Newman, PNAS, 2001.

Citation

M.E.J.Newman. 2001. The Structure of Scientific Collaboration Networks. Proceedings of the National Academy of Sciences. 404-409.

Online Version

http://www.pnas.org/content/98/2/404.full.pdf+html

Databases

MEDLINE (biomedical research)[1]

Los Alamos e-Print Archive (physics)[2]

NCSTRL (computer science)[3]

Summary

This is a paper investigating the structure of scientific collaboration. The author ulitized data from a number of databases in different fields: Biomedical, Physics and Computer Science. Properties of these networks are:

• In all cases, scientific communities seem to constitute a ‘‘small world,’’[4] in which the average distance between scientists via a line of intermediate collaborators varies logarithmically with the size of the relevant community.

• Those networks are highly clustered, meaning that two scientists are much more likely to have collaborated if they have a third common collaborator than are two scientists chosen at random from the community.

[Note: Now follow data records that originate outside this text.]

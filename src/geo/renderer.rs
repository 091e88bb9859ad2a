//! Street network rendering.
//!
//! Every segment is sampled once per screen pixel of length and each sample
//! is colored by its distance to the focus point, so long segments fade
//! smoothly as they pass near the pointer.

use super::{MapProjection, StreetFeature};
use crate::state::FocusPoint;
use crate::surface::Surface;
use eframe::egui::{Color32, Pos2};
use serde::{Deserialize, Serialize};

/// Fixed drawing constants for the street layer.
#[derive(Debug, Clone, Copy, PartialEq, Serialize, Deserialize)]
#[serde(default, rename_all = "camelCase")]
pub struct RenderStyle {
    /// Distance in pixels at which streets fade fully to black
    pub max_distance: f32,
    /// Stroke width for every segment
    pub line_width: f32,
}

impl Default for RenderStyle {
    fn default() -> Self {
        Self {
            max_distance: 400.0,
            line_width: 8.0,
        }
    }
}

/// Counts from one render pass.
#[derive(Debug, Clone, Copy, Default, PartialEq, Eq)]
pub struct RenderSummary {
    pub segments: usize,
    pub samples: usize,
}

/// Maps a distance to the focus point onto a red intensity.
///
/// Linear falloff from pure red at 0 to black at `max_distance` and beyond.
/// Infinite distance (no focus) is black.
pub fn color_for(distance: f32, max_distance: f32) -> Color32 {
    let intensity = ((max_distance - distance) / max_distance).clamp(0.0, 1.0);
    // NaN casts to 0
    let red = (255.0 * intensity).floor() as u8;
    Color32::from_rgb(red, 0, 0)
}

/// Number of sample intervals for a segment of screen length `length`.
pub fn sample_count(length: f32) -> usize {
    if length.is_finite() {
        length.ceil() as usize
    } else {
        0
    }
}

/// Evenly spaced points from `start` to `end`, both included.
///
/// Yields `intervals + 1` points; with zero intervals only `start` is yielded.
pub fn sample_points(start: Pos2, end: Pos2, intervals: usize) -> impl Iterator<Item = Pos2> {
    (0..=intervals).map(move |j| {
        let t = if intervals == 0 {
            0.0
        } else {
            j as f32 / intervals as f32
        };
        start + (end - start) * t
    })
}

/// Clears `surface` and redraws every street for the current focus.
pub fn render_streets<S: Surface + ?Sized>(
    surface: &mut S,
    streets: &[StreetFeature],
    focus: FocusPoint,
    projection: &MapProjection,
    style: &RenderStyle,
) -> RenderSummary {
    let mut summary = RenderSummary::default();

    surface.clear();
    surface.set_line_width(style.line_width);

    for street in streets {
        for path in &street.paths {
            for pair in path.windows(2) {
                let start = projection.geo_to_screen(pair[0]);
                let end = projection.geo_to_screen(pair[1]);
                summary.samples += render_segment(surface, start, end, focus, style);
                summary.segments += 1;
            }
        }
    }

    summary
}

/// Draws one segment as a single path with per-sample colors. Returns the sample count.
fn render_segment<S: Surface + ?Sized>(
    surface: &mut S,
    start: Pos2,
    end: Pos2,
    focus: FocusPoint,
    style: &RenderStyle,
) -> usize {
    let intervals = sample_count(start.distance(end));
    let mut samples = 0;

    surface.begin_path();
    for point in sample_points(start, end, intervals) {
        let color = color_for(focus.distance_to(point), style.max_distance);
        surface.set_stroke_color(color);
        surface.line_to(point);
        samples += 1;
    }
    surface.stroke();

    samples
}
//! Street layer renderer and texture.
//!
//! The street network is rasterized on the CPU into a [`RasterSurface`] and
//! uploaded as an egui texture whenever the inputs change. Between changes
//! the existing texture is simply painted again.

use crate::geo::{render_streets, RenderSummary, Viewport};
use crate::state::AppState;
use crate::surface::RasterSurface;
use eframe::egui::{self, pos2, Color32, Painter, Rect, TextureHandle, TextureOptions};
use web_time::Instant;

/// Owns the raster surface and its GPU texture.
pub struct StreetCanvas {
    surface: RasterSurface,
    texture: Option<TextureHandle>,
}

impl Default for StreetCanvas {
    fn default() -> Self {
        Self::new()
    }
}

impl StreetCanvas {
    pub fn new() -> Self {
        Self {
            surface: RasterSurface::for_viewport(Viewport::default()),
            texture: None,
        }
    }

    /// Re-renders the streets for the current state and uploads the result.
    pub fn redraw(&mut self, ctx: &egui::Context, state: &mut AppState) -> RenderSummary {
        let start = Instant::now();

        self.surface.resize(state.projection.viewport);
        let summary = render_streets(
            &mut self.surface,
            &state.streets,
            state.focus,
            &state.projection,
            &state.style,
        );

        let image = self.surface.to_color_image();
        match &mut self.texture {
            Some(texture) => texture.set(image, TextureOptions::NEAREST),
            None => {
                self.texture = Some(ctx.load_texture("street_layer", image, TextureOptions::NEAREST))
            }
        }

        let elapsed = start.elapsed();
        state.render_stats.record(summary, elapsed);
        log::debug!(
            "Rendered {} segments / {} samples in {:.1}ms",
            summary.segments,
            summary.samples,
            elapsed.as_secs_f64() * 1000.0
        );

        summary
    }

    /// Paints the last uploaded texture stretched over `rect`.
    pub fn paint(&self, painter: &Painter, rect: Rect) {
        if let Some(texture) = &self.texture {
            painter.image(
                texture.id(),
                rect,
                Rect::from_min_max(pos2(0.0, 0.0), pos2(1.0, 1.0)),
                Color32::WHITE,
            );
        }
    }
}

• Distributions of both the number of collaborators of scientists and the numbers of papers are well fit by power-law forms with an exponential cutoff. This cutoff may be caused by the finite time window (1995-1999) used in the study.

• There are a number of significant statistical differences between different scientific communities. Some of these are obvious.

Background

Social networks have been the subject of both empirical and theoretical study in the social sciences for at least 50 years. Although many of these studies directly probe the structure of relevant social network, they suffer from two substantial shortcomings that limit their usefulness. First, the studies are labor intensive, and the size of the network that can be mapped is therefore limited—typically to a few tens or hundreds of people. Second, these studies are highly sensitive to subjective bias on the part of interviewees. In this paper, the author presents a study of a genuine network of human acquaintances that is large—containing over a million people—and for which a precise definition of acquaintance is possible. That network is the network of scientific collaboration, as documented in the papers scientists write.

Brief Description of Experiment Method

• Number of Authors: The author estimates the true number of authors by carrying out analysis twice. The first time, all initials of each author are used. This will solve the problem that two authors may have the same name. The second analysis is carried out using only the first initial of each author to figure out the problem that authors may identify themselves in different ways on different papers.Thus these two analyses give upper and lower bounds on the number of authors and also give an indication of the expected precision of many of our other measurements.
• Mean Papers per Author and Authors per Paper: The average authors per paper of SPIRES high-energy physics database is much higher than other databases. The reason is that the SPIRES database contains data on experimental as well as theoretical work.
• Number of Collaborations:
• Average Degrees of Separation:
• Clustering: Through the fraction of ‘‘transitive triples’’ in a network[5]also called the clustering coefficient C, we can obtain the existence of clustering in network data.

Related Works

The model to analyze number of collaborators in this paper is highly influenced by Barabasi's Emergence of scaling in random networks. It propose a power-law result that may apply to most networks.

A interesting further study of one of the databases (SPIRES) is Physicists thrive with paperless publishing.